Location
- 3741 East Lamar Alexander Parkway Maryville, Tennessee 37804 United States
- 35°45′47″N 83°51′43″W﻿ / ﻿35.763°N 83.862°W

Information
- Type: Public Secondary
- Opened: 1977
- School district: Blount County Schools
- Principal: Jed West
- Staff: 72.50 (FTE)
- Faculty: 104
- Grades: 9-12
- Enrollment: 1,061 (2023–2024)
- Student to teacher ratio: 14.63
- Colors: Scarlet and Columbia blue
- Nickname: Mountaineers
- Accreditation: Southern Association of Colleges and Schools (SACS)
- Website: https://heritagehigh.blountk12.org/o/heritagehigh

= Heritage High School (Blount County, Tennessee) =

Public high school in Maryville, Tennessee, USA

Heritage High School is a public high school located approximately 3.5 miles outside the city of Maryville, in Blount County, Tennessee, USA, which opened in 1977. It was created through the consolidation of four community high schools (Townsend, Walland, Porter and Everett) into a comprehensive high school.

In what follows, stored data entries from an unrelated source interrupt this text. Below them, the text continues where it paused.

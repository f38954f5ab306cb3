//! Spec update handling.
//!
//! Only the storage request of the recorded volume claim follows spec
//! changes; the other dependents are left as created.

use tracing::info;

use crate::controller::error::{Error, Result};
use crate::crd::{DependentNames, MinecraftServerSpec};
use crate::resources::DependentKind;
use crate::store::ResourceStore;

/// Patch the recorded PVC to request `spec.storageSize`.
///
/// Only a missing `storageSize` is permanent. Store failures are retried.
pub async fn update_storage(
    store: &dyn ResourceStore,
    spec: &MinecraftServerSpec,
    prior: &DependentNames,
    namespace: &str,
) -> Result<()> {
    let size = match spec.storage_size.as_deref() {
        Some(size) if !size.is_empty() => size,
        other => {
            let value = other.map(|s| serde_json::Value::String(s.to_string()));
            return Err(Error::missing_field("storageSize", value.as_ref()));
        }
    };

    store
        .patch_storage_request(namespace, &prior.data_pvc_name, size)
        .await
        .map_err(|e| Error::store("patch", DependentKind::VolumeClaim, &prior.data_pvc_name, e))?;
    info!(
        name = %prior.data_pvc_name,
        namespace = %namespace,
        size = %size,
        "Updated storage request"
    );
    Ok(())
}
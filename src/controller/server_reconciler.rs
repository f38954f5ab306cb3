//! Reconciliation loop for MinecraftServer.
//!
//! A delivered server is classified into handler events by the context's
//! [`EventSource`](crate::controller::events::EventSource). The handlers run
//! in order against the dependent store, and the resulting bookkeeping is
//! written back through the status subresource.

use std::collections::BTreeMap;
use std::sync::Arc;
use std::sync::atomic::Ordering;
use std::time::{Duration, Instant};

use kube::{
    Api, ResourceExt,
    api::{Patch, PatchParams},
    runtime::controller::Action,
};
use tracing::{debug, error, info, warn};

use crate::controller::context::{Context, FIELD_MANAGER};
use crate::controller::dependents::{ParentRef, reconcile_dependents_with_report};
use crate::controller::error::Error;
use crate::controller::events::ServerEvent;
use crate::controller::labels::propagate_labels;
use crate::controller::status::{ConditionBuilder, status_patch};
use crate::controller::updater::update_storage;
use crate::crd::{MinecraftServer, MinecraftServerStatus, ServerPhase};
use crate::resources::DependentKind;
use crate::store::ResourceStore;

/// Requeue interval once a pass has nothing left to do
const IDLE_REQUEUE: Duration = Duration::from_secs(300);

/// What a pass of handlers did.
#[derive(Debug, Default)]
pub struct PassOutcome {
    /// Status to persist, including progress made before any failure
    pub status: MinecraftServerStatus,
    /// Dependents created by this pass
    pub created: Vec<DependentKind>,
    pub storage_updated: bool,
    /// Number of dependents whose labels were patched
    pub labels_patched: usize,
    /// Update rejected for a missing storage size, recorded without blocking
    /// later handlers
    pub update_rejected: Option<Error>,
    /// The error that stopped the pass
    pub error: Option<Error>,
}

/// Run the handlers for `events` in order.
///
/// A failing handler stops the pass; its error is returned in the outcome
/// together with the status reflecting the handlers that did complete. A
/// storage update without a size marks the generation as handled, since
/// retrying cannot succeed until the spec changes again. Store failures
/// during the update stop the pass like any other handler failure.
pub async fn run_handlers(
    store: &dyn ResourceStore,
    server: &MinecraftServer,
    events: &[ServerEvent],
    synced_kinds: &[DependentKind],
) -> PassOutcome {
    let generation = server.metadata.generation;
    let mut outcome = PassOutcome {
        status: server.status.clone().unwrap_or_default(),
        ..Default::default()
    };

    for event in events {
        let result = match event {
            ServerEvent::Create | ServerEvent::Resume => {
                match create_dependents(store, server).await {
                    Ok((names, created)) => {
                        if outcome.status.dependents.is_none() {
                            outcome.status.dependents = Some(names);
                        }
                        if *event == ServerEvent::Create
                            || outcome.status.observed_generation.is_none()
                        {
                            outcome.status.observed_generation = generation;
                        }
                        outcome.created.extend(created);
                        Ok(())
                    }
                    Err(e) => Err(e),
                }
            }
            ServerEvent::Update => match outcome.status.dependents.clone() {
                None => Err(Error::MissingStatus("dependents")),
                Some(prior) => {
                    let namespace = server.namespace().unwrap_or_default();
                    match update_storage(store, &server.spec, &prior, &namespace).await {
                        Ok(()) => {
                            outcome.storage_updated = true;
                            outcome.status.observed_generation = generation;
                            Ok(())
                        }
                        Err(e @ Error::MissingField { .. }) => {
                            warn!(error = %e, "Rejected storage update");
                            outcome.status.observed_generation = generation;
                            outcome.update_rejected = Some(e);
                            Ok(())
                        }
                        Err(e) => Err(e),
                    }
                }
            },
            ServerEvent::LabelsChanged(diff) => match outcome.status.dependents.clone() {
                None => Err(Error::MissingStatus("dependents")),
                Some(prior) => {
                    let namespace = server.namespace().unwrap_or_default();
                    match propagate_labels(store, diff, &prior, &namespace, synced_kinds).await {
                        Ok(patched) => {
                            outcome.labels_patched += patched;
                            outcome.status.observed_labels =
                                Some(server.metadata.labels.clone().unwrap_or_default());
                            Ok(())
                        }
                        Err(e) => Err(e),
                    }
                }
            },
        };

        if let Err(e) = result {
            outcome.error = Some(e);
            break;
        }
    }

    set_phase(&mut outcome, generation);
    outcome
}

async fn create_dependents(
    store: &dyn ResourceStore,
    server: &MinecraftServer,
) -> Result<(crate::crd::DependentNames, Vec<DependentKind>), Error> {
    let parent = ParentRef::from_server(server)?;
    let (names, report) = reconcile_dependents_with_report(store, &server.spec, &parent).await?;
    Ok((names, report.created))
}

fn set_phase(outcome: &mut PassOutcome, generation: Option<i64>) {
    let recorded = outcome.status.dependents.is_some();
    let mut conditions = ConditionBuilder::from_existing(&outcome.status.conditions);

    outcome.status.phase = match &outcome.error {
        None if recorded => {
            conditions
                .ready(true, "DependentsReady", "All dependents exist", generation)
                .progressing(false, "Reconciled", "Nothing left to create", generation);
            ServerPhase::Ready
        }
        None => ServerPhase::Pending,
        Some(e) if e.is_permanent() && !recorded => {
            conditions
                .ready(false, "ValidationFailed", &e.to_string(), generation)
                .progressing(false, "SpecInvalid", "Waiting for a spec change", generation);
            ServerPhase::Failed
        }
        Some(e) if !recorded => {
            conditions
                .ready(false, "Provisioning", &e.to_string(), generation)
                .progressing(true, "Retrying", "Dependents are still being created", generation);
            ServerPhase::Provisioning
        }
        Some(e) => {
            conditions.degraded(true, "HandlerFailed", &e.to_string(), generation);
            ServerPhase::Ready
        }
    };

    match &outcome.update_rejected {
        Some(e) => {
            conditions.degraded(true, "StorageUpdateRejected", &e.to_string(), generation);
        }
        None if outcome.error.is_none() => {
            conditions.degraded(false, "Healthy", "Dependents are in sync", generation);
        }
        None => {}
    }

    outcome.status.conditions = conditions.build();
}

/// Hash of the fields whose changes trigger a pass.
///
/// Status-only updates leave both generation and labels unchanged and are
/// filtered out by the controller.
pub fn trigger_hash(server: &MinecraftServer) -> Option<u64> {
    use std::hash::{DefaultHasher, Hash, Hasher};

    let mut hasher = DefaultHasher::new();
    server.metadata.generation.hash(&mut hasher);
    server
        .metadata
        .labels
        .as_ref()
        .unwrap_or(&BTreeMap::new())
        .hash(&mut hasher);
    Some(hasher.finish())
}

/// Reconcile a MinecraftServer
///
/// This is the main reconciliation function called by the controller.
pub async fn reconcile(server: Arc<MinecraftServer>, ctx: Arc<Context>) -> Result<Action, Error> {
    let start_time = Instant::now();
    let name = server.name_any();
    let namespace = server
        .namespace()
        .ok_or_else(|| Error::Validation(format!("MinecraftServer {name} has no namespace")))?;
    let uid = server.uid().unwrap_or_default();

    let events = ctx.events.events_for(&server, ctx.first_seen(&uid));
    if events.is_empty() {
        debug!(name = %name, namespace = %namespace, "Nothing to do");
        ctx.mark_seen(&uid);
        return Ok(Action::requeue(IDLE_REQUEUE));
    }

    let handlers: Vec<&str> = events.iter().map(ServerEvent::as_str).collect();
    info!(name = %name, namespace = %namespace, handlers = ?handlers, "Reconciling MinecraftServer");

    let outcome = run_handlers(
        ctx.store.as_ref(),
        &server,
        &events,
        &ctx.config.label_sync_kinds,
    )
    .await;

    let api: Api<MinecraftServer> = Api::namespaced(ctx.client.clone(), &namespace);
    let patch = status_patch(server.status.as_ref(), &outcome.status)?;
    api.patch_status(&name, &PatchParams::apply(FIELD_MANAGER), &Patch::Merge(&patch))
        .await?;

    publish_outcome(&server, &ctx, &outcome).await;
    record_metrics(&ctx, &namespace, &name, &outcome, start_time);

    match outcome.error {
        Some(e) if e.is_retryable() => Err(e),
        Some(e) => {
            ctx.mark_seen(&uid);
            Err(e)
        }
        None => {
            ctx.mark_seen(&uid);
            Ok(Action::requeue(IDLE_REQUEUE))
        }
    }
}

async fn publish_outcome(server: &MinecraftServer, ctx: &Context, outcome: &PassOutcome) {
    if !outcome.created.is_empty() {
        let kinds: Vec<&str> = outcome.created.iter().map(|k| k.as_str()).collect();
        ctx.publish_normal_event(
            server,
            "DependentsReady",
            "CreateDependents",
            Some(format!("Created {}", kinds.join(", "))),
        )
        .await;
    }
    if outcome.storage_updated {
        ctx.publish_normal_event(
            server,
            "StorageUpdated",
            "UpdateStorage",
            server
                .spec
                .storage_size
                .as_ref()
                .map(|size| format!("Storage request set to {size}")),
        )
        .await;
    }
    if outcome.labels_patched > 0 {
        ctx.publish_normal_event(
            server,
            "LabelsPropagated",
            "PropagateLabels",
            Some(format!("Patched labels on {} dependents", outcome.labels_patched)),
        )
        .await;
    }
    if let Some(e) = &outcome.update_rejected {
        ctx.publish_warning_event(server, "StorageUpdateRejected", "UpdateStorage", Some(e.to_string()))
            .await;
    }
    if let Some(e) = &outcome.error {
        if e.is_permanent() {
            ctx.publish_warning_event(server, "ValidationFailed", "Validating", Some(e.to_string()))
                .await;
        }
    }
}

fn record_metrics(
    ctx: &Context,
    namespace: &str,
    name: &str,
    outcome: &PassOutcome,
    start_time: Instant,
) {
    let Some(health_state) = &ctx.health_state else {
        return;
    };
    let metrics = &health_state.metrics;
    metrics.record_reconcile(namespace, name, start_time.elapsed().as_secs_f64());
    for kind in &outcome.created {
        metrics.record_dependent_created(kind.as_str());
    }
    if outcome.labels_patched > 0 {
        metrics.record_label_patches(namespace, name, outcome.labels_patched as u64);
    }
    if outcome.error.is_none() {
        let now = u64::try_from(jiff::Timestamp::now().as_second()).unwrap_or_default();
        health_state.last_reconcile.store(now, Ordering::Relaxed);
    }
}

/// Error policy for the controller
pub fn error_policy(server: Arc<MinecraftServer>, error: &Error, ctx: Arc<Context>) -> Action {
    let name = server.name_any();
    let namespace = server.namespace().unwrap_or_default();

    if let Some(ref health_state) = ctx.health_state {
        health_state.metrics.record_error(&namespace, &name);
    }

    if error.is_not_found() {
        debug!(name = %name, "Resource not found (likely deleted)");
        return Action::await_change();
    }

    if error.is_retryable() {
        warn!(name = %name, error = %error, "Retryable error, will retry");
    } else {
        error!(name = %name, error = %error, "Non-retryable error");
    }
    Action::requeue(error.requeue_after())
}
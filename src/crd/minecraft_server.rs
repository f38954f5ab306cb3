//! MinecraftServer Custom Resource Definition.
//!
//! Every field of the spec is optional at the type level. Required fields are
//! enforced by the controller's validation gate so that an incomplete spec
//! surfaces as a permanent reconcile error instead of a watch decode failure.

use std::collections::BTreeMap;

use kube::CustomResource;
use schemars::JsonSchema;
use serde::{Deserialize, Serialize};

/// MinecraftServer describes a single game server.
///
/// Example:
/// ```yaml
/// apiVersion: hellshade.fi/v1
/// kind: MinecraftServer
/// metadata:
///   name: mc1
/// spec:
///   storage:
///     size: 10Gi
///     class: standard
///   serverConfig:
///     motd: Hi
///     name: mc1
///     memory: 1G
///     maxMemory: 2G
///     maxPlayers: 20
///     serverType: VANILLA
/// ```
#[derive(CustomResource, Clone, Debug, Default, Deserialize, Serialize, JsonSchema)]
#[kube(
    group = "hellshade.fi",
    version = "v1",
    kind = "MinecraftServer",
    plural = "minecraftservers",
    shortname = "mcs",
    status = "MinecraftServerStatus",
    namespaced,
    printcolumn = r#"{"name":"Phase", "type":"string", "jsonPath":".status.phase"}"#,
    printcolumn = r#"{"name":"Storage", "type":"string", "jsonPath":".spec.storage.size"}"#,
    printcolumn = r#"{"name":"Type", "type":"string", "jsonPath":".spec.serverConfig.serverType"}"#,
    printcolumn = r#"{"name":"Age", "type":"date", "jsonPath":".metadata.creationTimestamp"}"#
)]
#[serde(rename_all = "camelCase")]
pub struct MinecraftServerSpec {
    /// Persistent storage for the world data.
    #[serde(default, skip_serializing_if = "Option::is_none")]
    pub storage: Option<StorageSpec>,

    /// Server settings, rendered into the server ConfigMap.
    #[serde(default, skip_serializing_if = "Option::is_none")]
    pub server_config: Option<ServerConfigSpec>,

    /// Requested volume size on update. Only read by the storage updater.
    #[serde(default, skip_serializing_if = "Option::is_none")]
    pub storage_size: Option<String>,
}

/// Storage settings for the data PersistentVolumeClaim.
#[derive(Clone, Debug, Default, Deserialize, Serialize, JsonSchema)]
#[serde(rename_all = "camelCase")]
pub struct StorageSpec {
    /// Requested size (e.g. "10Gi").
    #[serde(default, skip_serializing_if = "Option::is_none")]
    pub size: Option<String>,

    /// Storage class name.
    #[serde(default, skip_serializing_if = "Option::is_none")]
    pub class: Option<String>,
}

/// Minecraft server settings.
#[derive(Clone, Debug, Default, Deserialize, Serialize, JsonSchema)]
#[serde(rename_all = "camelCase")]
pub struct ServerConfigSpec {
    #[serde(default, skip_serializing_if = "Option::is_none")]
    pub motd: Option<String>,

    #[serde(default, skip_serializing_if = "Option::is_none")]
    pub name: Option<String>,

    /// Initial heap size (e.g. "1G").
    #[serde(default, skip_serializing_if = "Option::is_none")]
    pub memory: Option<String>,

    /// Maximum heap size (e.g. "2G").
    #[serde(default, skip_serializing_if = "Option::is_none")]
    pub max_memory: Option<String>,

    #[serde(default, skip_serializing_if = "Option::is_none")]
    pub max_players: Option<i64>,

    /// Server flavour (VANILLA, PAPER, FORGE, ...).
    #[serde(default, skip_serializing_if = "Option::is_none")]
    pub server_type: Option<String>,

    #[serde(default, skip_serializing_if = "Option::is_none")]
    pub whitelist: Option<bool>,

    /// Minecraft version.
    #[serde(default, skip_serializing_if = "Option::is_none")]
    pub version: Option<String>,

    #[serde(default, skip_serializing_if = "Option::is_none")]
    pub time_zone: Option<String>,

    /// World name.
    #[serde(default, skip_serializing_if = "Option::is_none")]
    pub level: Option<String>,

    /// Java major version selecting the image tag (e.g. "17" -> `java17`).
    #[serde(default, skip_serializing_if = "Option::is_none")]
    pub java_version: Option<String>,

    /// Server icon URL.
    #[serde(default, skip_serializing_if = "Option::is_none")]
    pub icon: Option<String>,

    #[serde(default, skip_serializing_if = "Vec::is_empty")]
    pub plugins: Vec<String>,

    #[serde(default, skip_serializing_if = "Vec::is_empty")]
    pub spiget_resources: Vec<String>,

    #[serde(default, skip_serializing_if = "Vec::is_empty")]
    pub modrinth_projects: Vec<String>,

    /// Extra environment entries appended to the ConfigMap verbatim.
    #[serde(default, skip_serializing_if = "BTreeMap::is_empty")]
    pub extra_env: BTreeMap<String, String>,
}

/// Names of the dependents created for a server.
///
/// This is the record later handlers use to find the dependents. The service
/// name is not recorded.
#[derive(Clone, Debug, Default, Eq, PartialEq, Deserialize, Serialize, JsonSchema)]
pub struct DependentNames {
    #[serde(rename = "data-pvc-name")]
    pub data_pvc_name: String,
    #[serde(rename = "config-name")]
    pub config_name: String,
    #[serde(rename = "secret-name")]
    pub secret_name: String,
    #[serde(rename = "deployment-name")]
    pub deployment_name: String,
}

/// Status of a MinecraftServer.
#[derive(Clone, Debug, Default, Deserialize, Serialize, JsonSchema)]
#[serde(rename_all = "camelCase")]
pub struct MinecraftServerStatus {
    /// Current phase.
    #[serde(default)]
    pub phase: ServerPhase,

    /// Dependents recorded by the first successful reconcile.
    #[serde(skip_serializing_if = "Option::is_none")]
    pub dependents: Option<DependentNames>,

    /// The generation most recently handled by the storage updater.
    #[serde(skip_serializing_if = "Option::is_none")]
    pub observed_generation: Option<i64>,

    /// Parent labels as last propagated to the dependents.
    #[serde(skip_serializing_if = "Option::is_none")]
    pub observed_labels: Option<BTreeMap<String, String>>,

    /// Conditions describing the current state.
    #[serde(default)]
    pub conditions: Vec<Condition>,
}

/// Lifecycle phase of a MinecraftServer.
#[derive(Clone, Copy, Debug, Default, Eq, PartialEq, Hash, Deserialize, Serialize, JsonSchema)]
pub enum ServerPhase {
    /// Not reconciled yet.
    #[default]
    Pending,
    /// Some dependents are still missing.
    Provisioning,
    /// All dependents exist.
    Ready,
    /// The spec is invalid and needs to be changed.
    Failed,
}

impl std::fmt::Display for ServerPhase {
    fn fmt(&self, f: &mut std::fmt::Formatter<'_>) -> std::fmt::Result {
        match self {
            ServerPhase::Pending => write!(f, "Pending"),
            ServerPhase::Provisioning => write!(f, "Provisioning"),
            ServerPhase::Ready => write!(f, "Ready"),
            ServerPhase::Failed => write!(f, "Failed"),
        }
    }
}

/// Condition describes the state of a server at a certain point.
#[derive(Clone, Debug, Deserialize, Serialize, JsonSchema)]
#[serde(rename_all = "camelCase")]
pub struct Condition {
    /// Type of condition.
    pub r#type: String,
    /// Status of the condition ("True", "False", "Unknown").
    pub status: String,
    /// Machine-readable reason for the condition's last transition.
    pub reason: String,
    /// Human-readable message indicating details about last transition.
    pub message: String,
    /// Last time the condition transitioned from one status to another.
    pub last_transition_time: String,
    /// The generation of the resource this condition was observed for.
    #[serde(skip_serializing_if = "Option::is_none")]
    pub observed_generation: Option<i64>,
}

impl Condition {
    /// Create a new condition.
    pub fn new(
        condition_type: &str,
        status: bool,
        reason: &str,
        message: &str,
        generation: Option<i64>,
    ) -> Self {
        Self {
            r#type: condition_type.to_string(),
            status: if status {
                "True".to_string()
            } else {
                "False".to_string()
            },
            reason: reason.to_string(),
            message: message.to_string(),
            last_transition_time: jiff::Timestamp::now().to_string(),
            observed_generation: generation,
        }
    }

    /// Create a "Ready" condition.
    pub fn ready(ready: bool, reason: &str, message: &str, generation: Option<i64>) -> Self {
        Self::new("Ready", ready, reason, message, generation)
    }

    /// Create a "Progressing" condition.
    pub fn progressing(
        progressing: bool,
        reason: &str,
        message: &str,
        generation: Option<i64>,
    ) -> Self {
        Self::new("Progressing", progressing, reason, message, generation)
    }

    /// Create a "Degraded" condition.
    pub fn degraded(degraded: bool, reason: &str, message: &str, generation: Option<i64>) -> Self {
        Self::new("Degraded", degraded, reason, message, generation)
    }
}
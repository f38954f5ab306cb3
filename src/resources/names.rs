//! Dependent kinds and their deterministic names.
//!
//! A dependent's name is a pure function of the parent's name. The reconciler
//! relies on this to find prior progress after a restart.

use std::fmt;
use std::str::FromStr;

use thiserror::Error;

/// The five kinds of object derived from a MinecraftServer.
#[derive(Clone, Copy, Debug, Eq, PartialEq, Hash, Ord, PartialOrd)]
pub enum DependentKind {
    VolumeClaim,
    ConfigMap,
    Secret,
    Service,
    Deployment,
}

/// Kinds whose labels follow the parent's labels.
///
/// Service and Deployment are left out: their labels carry the `app`
/// selector and are owned by the renderer.
pub const LABEL_SYNCED_KINDS: [DependentKind; 3] = [
    DependentKind::VolumeClaim,
    DependentKind::ConfigMap,
    DependentKind::Secret,
];

impl DependentKind {
    /// Creation order. ConfigMap and Secret precede the Deployment that
    /// sources its environment from them.
    pub const ALL: [DependentKind; 5] = [
        DependentKind::VolumeClaim,
        DependentKind::ConfigMap,
        DependentKind::Secret,
        DependentKind::Service,
        DependentKind::Deployment,
    ];

    /// Name of this dependent for the given parent.
    pub fn dependent_name(self, parent: &str) -> String {
        match self {
            DependentKind::VolumeClaim => format!("{parent}-data"),
            DependentKind::ConfigMap => format!("{parent}-config"),
            DependentKind::Secret => format!("{parent}-secret"),
            DependentKind::Service => format!("{parent}-svc"),
            DependentKind::Deployment => parent.to_string(),
        }
    }

    pub fn as_str(self) -> &'static str {
        match self {
            DependentKind::VolumeClaim => "VolumeClaim",
            DependentKind::ConfigMap => "ConfigMap",
            DependentKind::Secret => "Secret",
            DependentKind::Service => "Service",
            DependentKind::Deployment => "Deployment",
        }
    }
}

impl fmt::Display for DependentKind {
    fn fmt(&self, f: &mut fmt::Formatter<'_>) -> fmt::Result {
        f.write_str(self.as_str())
    }
}

/// Error returned when a kind name is not recognised.
#[derive(Debug, Error, PartialEq, Eq)]
#[error("unknown dependent kind: {0}")]
pub struct ParseKindError(pub String);

impl FromStr for DependentKind {
    type Err = ParseKindError;

    fn from_str(s: &str) -> Result<Self, Self::Err> {
        match s.trim().to_ascii_lowercase().as_str() {
            "volumeclaim" | "persistentvolumeclaim" | "pvc" => Ok(DependentKind::VolumeClaim),
            "configmap" => Ok(DependentKind::ConfigMap),
            "secret" => Ok(DependentKind::Secret),
            "service" => Ok(DependentKind::Service),
            "deployment" => Ok(DependentKind::Deployment),
            _ => Err(ParseKindError(s.to_string())),
        }
    }
}

/// Name of the data PersistentVolumeClaim.
pub fn data_pvc_name(parent: &str) -> String {
    DependentKind::VolumeClaim.dependent_name(parent)
}

/// Name of the server ConfigMap.
pub fn config_map_name(parent: &str) -> String {
    DependentKind::ConfigMap.dependent_name(parent)
}

/// Name of the RCON Secret.
pub fn secret_name(parent: &str) -> String {
    DependentKind::Secret.dependent_name(parent)
}

/// Name of the NodePort Service.
pub fn service_name(parent: &str) -> String {
    DependentKind::Service.dependent_name(parent)
}

/// Name of the Deployment.
pub fn deployment_name(parent: &str) -> String {
    DependentKind::Deployment.dependent_name(parent)
}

Heritage High School is one of two secondary schools operated by Blount County Schools. Two other public high schools in Blount County that are operated by the cities of Maryville and Alcoa.

The school provides education primarily to students from Townsend, Walland, Louisville, Rockford and Alcoa communities.

In the 2009–2010 school year, the student population at Heritage was 94.62% White, 2.84% Latino, 1.87% African-American, 0.06% Native Hawaiian-Pacific Islander, and 0.42% Asian.

==Campus==
The high school occupies a 99 acre campus within 15 mi of the Great Smoky Mountains National Park.

There are scenic views of the park's peaks and nearby Walland Gap that divides the Chilhowee Mountain range into two sections.

Heritage High School occupies two main educational buildings. The Main school building consists of three two-story academic wings containing counseling and office suites, a sizable common area, theater, gymnasium with locker rooms and additional class space for physical education, art and band along the gymnasium perimeter. A covered walkway leads to the vocational education building with large class space for vocational training programs.

Athletic facilities include the James D. Lillard Field/Jack Renfro Stadium utilized for American football and track & field. Additional athletic facilities include a soccer field, side-by-side baseball and softball facilities, exterior hard tennis courts and a large gymnasium used for basketball, volleyball and wrestling competition. Located adjacent to stadium is the Wilbur Shoun Athletic Fieldhouse used primarily for weight training.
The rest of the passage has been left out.